The collection spans the 20th and 21st centuries, ranging from the Mexican School of Painting and Scupture; the Rupture; Neo-Mexicanism and others.The Mexican School of Painting and Sculpture movement focused on creating Mexico’s identity through traditional representational genre and landscape painting. A group of artists who began their careers in the 1950s united to form the Rupture, in which the group aimed to create more subjective, internal expressions of their art.

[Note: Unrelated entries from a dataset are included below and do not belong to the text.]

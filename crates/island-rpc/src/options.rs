//! Registration and invocation options.

use std::sync::Arc;

use island_proto::TraceScope;
use serde_json::Value;

/// Transformer applied to a request or result before validation. The real
/// schema utilities live outside the engine; anything `Value -> Value`
/// plugs in here.
pub type Sanitizer = Arc<dyn Fn(Value) -> Value + Send + Sync>;

/// Predicate applied to a request or result; `false` fails the message with
/// `L0002_WRONG_PARAMETER_SCHEMA`.
pub type Validator = Arc<dyn Fn(&Value) -> bool + Send + Sync>;

/// Sanitize/validate pair for one direction of a procedure.
#[derive(Clone, Default)]
pub struct SchemaGuard {
    pub sanitization: Option<Sanitizer>,
    pub validation: Option<Validator>,
}

impl SchemaGuard {
    #[must_use]
    pub fn sanitize<F>(mut self, sanitizer: F) -> Self
    where
        F: Fn(Value) -> Value + Send + Sync + 'static,
    {
        self.sanitization = Some(Arc::new(sanitizer));
        self
    }

    #[must_use]
    pub fn validate<F>(mut self, validator: F) -> Self
    where
        F: Fn(&Value) -> bool + Send + Sync + 'static,
    {
        self.validation = Some(Arc::new(validator));
        self
    }
}

/// Input (`query`) and output (`result`) guards for a procedure.
#[derive(Clone, Default)]
pub struct SchemaOptions {
    pub query: Option<SchemaGuard>,
    pub result: Option<SchemaGuard>,
}

/// Options accepted by `register`.
#[derive(Clone, Default)]
pub struct RpcOptions {
    pub schema: Option<SchemaOptions>,
}

impl RpcOptions {
    #[must_use]
    pub fn with_schema(schema: SchemaOptions) -> Self {
        Self {
            schema: Some(schema),
        }
    }
}

/// Options accepted by `invoke_with`.
#[derive(Clone, Default)]
#[must_use]
pub struct InvokeOptions {
    /// Trace scope of the calling task; absent for root calls. The
    /// outbound request inherits its tattoo.
    pub scope: Option<TraceScope>,
    /// Also return the raw reply payload alongside the decoded body.
    pub with_raw: bool,
}

impl InvokeOptions {
    pub fn scoped(scope: &TraceScope) -> Self {
        Self {
            scope: Some(scope.clone()),
            with_raw: false,
        }
    }

    pub fn with_raw(mut self) -> Self {
        self.with_raw = true;
        self
    }
}

/// Reply returned by `invoke_with`.
#[derive(Debug, Clone)]
pub struct InvokeReply {
    /// The decoded reply body.
    pub body: Value,
    /// The raw reply payload, present when requested via
    /// [`InvokeOptions::with_raw`].
    pub raw: Option<Vec<u8>>,
}
//! Broker contracts for the island RPC engine.
//!
//! The engine talks to the message broker exclusively through the
//! [`Channel`] and [`ChannelPool`] traits, which mirror the AMQP 0-9-1
//! operations it needs. A production deployment plugs a real client in
//! behind them; [`MemoryBroker`] provides the same semantics in-process for
//! development and tests.

mod error;
pub mod memory;
mod traits;
mod types;

pub use error::BrokerError;
pub use memory::{MemoryBroker, MemoryChannel, MemoryChannelPool};
pub use traits::{Channel, ChannelPool, Subscription};
pub use types::{unix_millis_now, Delivery, PublishOptions, QueueOptions};
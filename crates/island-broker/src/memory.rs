//! In-memory broker implementing the channel contracts.
//!
//! Used by the integration tests and local development. Honours the queue
//! semantics the engine depends on: per-message TTL checked at dispatch
//! time, `x-expires` reaping of idle queues, exclusive queues bound to their
//! declaring channel, round-robin dispatch with prefetch, and ack/nack with
//! requeue-and-redeliver.

use std::collections::{HashMap, VecDeque};
use std::sync::atomic::{AtomicU16, AtomicU64, Ordering};
use std::sync::Arc;
use std::time::{Duration, Instant};

use async_trait::async_trait;
use island_proto::MessageHeaders;
use tokio::sync::{mpsc, Mutex};
use tracing::debug;

use crate::error::BrokerError;
use crate::traits::{Channel, ChannelPool, Subscription};
use crate::types::{Delivery, PublishOptions, QueueOptions};

#[derive(Debug, Clone)]
struct StoredMessage {
    body: Vec<u8>,
    correlation_id: Option<String>,
    reply_to: Option<String>,
    headers: MessageHeaders,
    timestamp: Option<u64>,
    expiration: Option<Duration>,
    published_at: Instant,
    redelivered: bool,
}

#[derive(Debug)]
struct ConsumerEntry {
    tag: String,
    channel_id: u64,
    prefetch: u16,
    outstanding: usize,
    sender: mpsc::UnboundedSender<Delivery>,
}

#[derive(Debug)]
struct QueueState {
    owner: Option<u64>,
    expires: Option<Duration>,
    backlog: VecDeque<StoredMessage>,
    consumers: Vec<ConsumerEntry>,
    rr_cursor: usize,
    idle_since: Option<Instant>,
}

#[derive(Debug)]
struct UnackedEntry {
    queue: String,
    consumer_tag: String,
    channel_id: u64,
    message: StoredMessage,
}

#[derive(Debug, Default)]
struct BrokerState {
    queues: HashMap<String, QueueState>,
    unacked: HashMap<u64, UnackedEntry>,
    next_delivery_tag: u64,
    next_consumer_id: u64,
}

impl BrokerState {
    /// Removes queues that have sat without consumers past their expiry.
    fn reap_expired(&mut self) {
        let now = Instant::now();
        self.queues.retain(|_, q| {
            !(q.consumers.is_empty()
                && matches!((q.expires, q.idle_since), (Some(exp), Some(idle))
                    if now.duration_since(idle) >= exp))
        });
    }

    /// Moves backlog messages to eligible consumers.
    fn dispatch(&mut self, queue_name: &str) {
        loop {
            let Some(queue) = self.queues.get_mut(queue_name) else {
                return;
            };
            if queue.backlog.is_empty() {
                return;
            }
            queue.consumers.retain(|c| !c.sender.is_closed());
            let len = queue.consumers.len();
            if len == 0 {
                if queue.idle_since.is_none() {
                    queue.idle_since = Some(Instant::now());
                }
                return;
            }

            let mut chosen = None;
            for offset in 0..len {
                let idx = (queue.rr_cursor + offset) % len;
                let consumer = &queue.consumers[idx];
                if consumer.prefetch == 0 || consumer.outstanding < consumer.prefetch as usize {
                    chosen = Some(idx);
                    break;
                }
            }
            let Some(idx) = chosen else {
                return;
            };

            let Some(message) = queue.backlog.pop_front() else {
                return;
            };
            if let Some(expiration) = message.expiration {
                if message.published_at.elapsed() >= expiration {
                    debug!(queue = queue_name, "dropping expired message");
                    continue;
                }
            }

            self.next_delivery_tag += 1;
            let delivery_tag = self.next_delivery_tag;
            let consumer = &mut queue.consumers[idx];
            let delivery = Delivery {
                delivery_tag,
                body: message.body.clone(),
                correlation_id: message.correlation_id.clone(),
                reply_to: message.reply_to.clone(),
                headers: message.headers.clone(),
                timestamp: message.timestamp,
                redelivered: message.redelivered,
            };
            if consumer.sender.send(delivery).is_err() {
                queue.backlog.push_front(message);
                queue.consumers.remove(idx);
                continue;
            }
            consumer.outstanding += 1;
            let consumer_tag = consumer.tag.clone();
            let channel_id = consumer.channel_id;
            queue.rr_cursor = (idx + 1) % len;
            self.unacked.insert(
                delivery_tag,
                UnackedEntry {
                    queue: queue_name.to_owned(),
                    consumer_tag,
                    channel_id,
                    message,
                },
            );
        }
    }

    /// Resolves an unacked delivery: removed on ack or nack-discard,
    /// pushed back and redelivered on nack-requeue.
    fn settle(&mut self, delivery_tag: u64, requeue: bool) -> Result<(), BrokerError> {
        let entry = self
            .unacked
            .remove(&delivery_tag)
            .ok_or(BrokerError::DeliveryNotFound(delivery_tag))?;
        let queue_name = entry.queue.clone();
        if let Some(queue) = self.queues.get_mut(&queue_name) {
            if let Some(consumer) = queue
                .consumers
                .iter_mut()
                .find(|c| c.tag == entry.consumer_tag)
            {
                consumer.outstanding = consumer.outstanding.saturating_sub(1);
            }
            if requeue {
                let mut message = entry.message;
                message.redelivered = true;
                queue.backlog.push_front(message);
            }
        }
        self.dispatch(&queue_name);
        Ok(())
    }

    fn cancel(&mut self, tag: &str) -> Result<(), BrokerError> {
        for queue in self.queues.values_mut() {
            if let Some(pos) = queue.consumers.iter().position(|c| c.tag == tag) {
                queue.consumers.remove(pos);
                queue.rr_cursor = 0;
                if queue.consumers.is_empty() {
                    queue.idle_since = Some(Instant::now());
                }
                return Ok(());
            }
        }
        Err(BrokerError::ConsumerNotFound(tag.to_owned()))
    }

    fn close_channel(&mut self, channel_id: u64) {
        let tags: Vec<u64> = self
            .unacked
            .iter()
            .filter(|(_, e)| e.channel_id == channel_id)
            .map(|(tag, _)| *tag)
            .collect();
        let mut touched = Vec::new();
        for tag in tags {
            if let Some(entry) = self.unacked.remove(&tag) {
                if let Some(queue) = self.queues.get_mut(&entry.queue) {
                    let mut message = entry.message;
                    message.redelivered = true;
                    queue.backlog.push_front(message);
                    touched.push(entry.queue);
                }
            }
        }

        self.queues.retain(|_, q| q.owner != Some(channel_id));
        for queue in self.queues.values_mut() {
            queue.consumers.retain(|c| c.channel_id != channel_id);
            if queue.consumers.is_empty() && queue.idle_since.is_none() {
                queue.idle_since = Some(Instant::now());
            }
        }

        for name in touched {
            self.dispatch(&name);
        }
    }
}

/// The shared in-memory broker. Cloning yields a handle to the same broker.
#[derive(Clone, Default)]
pub struct MemoryBroker {
    state: Arc<Mutex<BrokerState>>,
    next_channel_id: Arc<AtomicU64>,
}

impl MemoryBroker {
    #[must_use]
    pub fn new() -> Self {
        Self::default()
    }

    /// Opens a new channel on this broker.
    #[must_use]
    pub fn channel(&self) -> MemoryChannel {
        MemoryChannel {
            id: self.next_channel_id.fetch_add(1, Ordering::Relaxed),
            state: self.state.clone(),
            prefetch: AtomicU16::new(0),
        }
    }

    /// Whether a queue currently exists (expired queues are reaped first).
    pub async fn queue_exists(&self, queue: &str) -> bool {
        let mut state = self.state.lock().await;
        state.reap_expired();
        state.queues.contains_key(queue)
    }

    /// Number of messages sitting in a queue's backlog, if it exists.
    pub async fn queue_depth(&self, queue: &str) -> Option<usize> {
        let state = self.state.lock().await;
        state.queues.get(queue).map(|q| q.backlog.len())
    }
}

impl std::fmt::Debug for MemoryBroker {
    fn fmt(&self, f: &mut std::fmt::Formatter<'_>) -> std::fmt::Result {
        f.debug_struct("MemoryBroker").finish_non_exhaustive()
    }
}

/// A channel on the in-memory broker.
pub struct MemoryChannel {
    id: u64,
    state: Arc<Mutex<BrokerState>>,
    prefetch: AtomicU16,
}

#[async_trait]
impl Channel for MemoryChannel {
    async fn assert_queue(&self, queue: &str, options: QueueOptions) -> Result<(), BrokerError> {
        let mut state = self.state.lock().await;
        state.reap_expired();
        match state.queues.get_mut(queue) {
            Some(existing) => {
                if let Some(owner) = existing.owner {
                    if owner != self.id {
                        return Err(BrokerError::QueueLocked(queue.to_owned()));
                    }
                }
                if existing.consumers.is_empty() {
                    existing.idle_since = Some(Instant::now());
                }
                Ok(())
            }
            None => {
                state.queues.insert(
                    queue.to_owned(),
                    QueueState {
                        owner: options.exclusive.then_some(self.id),
                        expires: options.expires,
                        backlog: VecDeque::new(),
                        consumers: Vec::new(),
                        rr_cursor: 0,
                        idle_since: Some(Instant::now()),
                    },
                );
                Ok(())
            }
        }
    }

    async fn prefetch(&self, count: u16) -> Result<(), BrokerError> {
        self.prefetch.store(count, Ordering::Relaxed);
        Ok(())
    }

    async fn consume(&self, queue: &str) -> Result<Subscription, BrokerError> {
        let mut state = self.state.lock().await;
        state.reap_expired();
        state.next_consumer_id += 1;
        let tag = format!("ctag-{}.{}", self.id, state.next_consumer_id);

        let channel_id = self.id;
        let prefetch = self.prefetch.load(Ordering::Relaxed);
        let queue_state = state
            .queues
            .get_mut(queue)
            .ok_or_else(|| BrokerError::QueueNotFound(queue.to_owned()))?;
        if let Some(owner) = queue_state.owner {
            if owner != channel_id {
                return Err(BrokerError::QueueLocked(queue.to_owned()));
            }
        }

        let (sender, deliveries) = mpsc::unbounded_channel();
        queue_state.consumers.push(ConsumerEntry {
            tag: tag.clone(),
            channel_id,
            prefetch,
            outstanding: 0,
            sender,
        });
        queue_state.idle_since = None;
        state.dispatch(queue);

        Ok(Subscription { tag, deliveries })
    }

    async fn cancel(&self, tag: &str) -> Result<(), BrokerError> {
        self.state.lock().await.cancel(tag)
    }

    async fn send_to_queue(
        &self,
        queue: &str,
        body: &[u8],
        options: PublishOptions,
    ) -> Result<(), BrokerError> {
        let mut state = self.state.lock().await;
        state.reap_expired();
        let Some(queue_state) = state.queues.get_mut(queue) else {
            debug!(queue, "message dropped: queue does not exist");
            return Ok(());
        };
        queue_state.backlog.push_back(StoredMessage {
            body: body.to_vec(),
            correlation_id: options.correlation_id,
            reply_to: options.reply_to,
            headers: options.headers,
            timestamp: options.timestamp,
            expiration: options.expiration,
            published_at: Instant::now(),
            redelivered: false,
        });
        state.dispatch(queue);
        Ok(())
    }

    async fn ack(&self, delivery_tag: u64) -> Result<(), BrokerError> {
        self.state.lock().await.settle(delivery_tag, false)
    }

    async fn nack(&self, delivery_tag: u64, requeue: bool) -> Result<(), BrokerError> {
        self.state.lock().await.settle(delivery_tag, requeue)
    }

    async fn close(&self) {
        self.state.lock().await.close_channel(self.id);
    }
}

impl std::fmt::Debug for MemoryChannel {
    fn fmt(&self, f: &mut std::fmt::Formatter<'_>) -> std::fmt::Result {
        f.debug_struct("MemoryChannel")
            .field("id", &self.id)
            .finish_non_exhaustive()
    }
}

/// Channel pool over [`MemoryBroker`]: every acquire opens a fresh channel,
/// release closes it.
#[derive(Clone, Debug)]
pub struct MemoryChannelPool {
    broker: MemoryBroker,
}

impl MemoryChannelPool {
    #[must_use]
    pub fn new(broker: MemoryBroker) -> Self {
        Self { broker }
    }
}

#[async_trait]
impl ChannelPool for MemoryChannelPool {
    async fn acquire(&self) -> Result<Arc<dyn Channel>, BrokerError> {
        Ok(Arc::new(self.broker.channel()))
    }

    async fn release(&self, channel: Arc<dyn Channel>) {
        channel.close().await;
    }
}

During the 1970s the works of collective work groups emerged in which their art is expressed through irony and sarcasm, known as Neo-Mexicanism.

This is the first time that Mexican art, as a collection, has been exhibited in Georgia.

My favourite pieces in the exhibition included:


Good Luck’s Rain (1984) by Mathias Goeritz – low relief on gold and silver striped metal
On the Way to El Dorado (no date) by Betsabee Romero – gold covered tyre
Medusa (1991) by Alberto Castro Lenero – oil on canvas (black head, red background)
Morcilla (no date) by Javier de la Garza – oil on canvas (red with orange background)
Equilibrist doing a Split on a Bull (2000) by Jorge Marin – bronze statue
Steel Cross (no date) by Rufino Tamayo – lithograph on paper (circus ring performer)
The Insomniac’s Notebook No.3 (no date) by Francesco Toledo – mixed technique
Figure with White Vessel (no date) by Martinez Ricardo – oil on canvas

All artwork belongs to the collections of Mexico’s Ministry of Finance and Public Credit.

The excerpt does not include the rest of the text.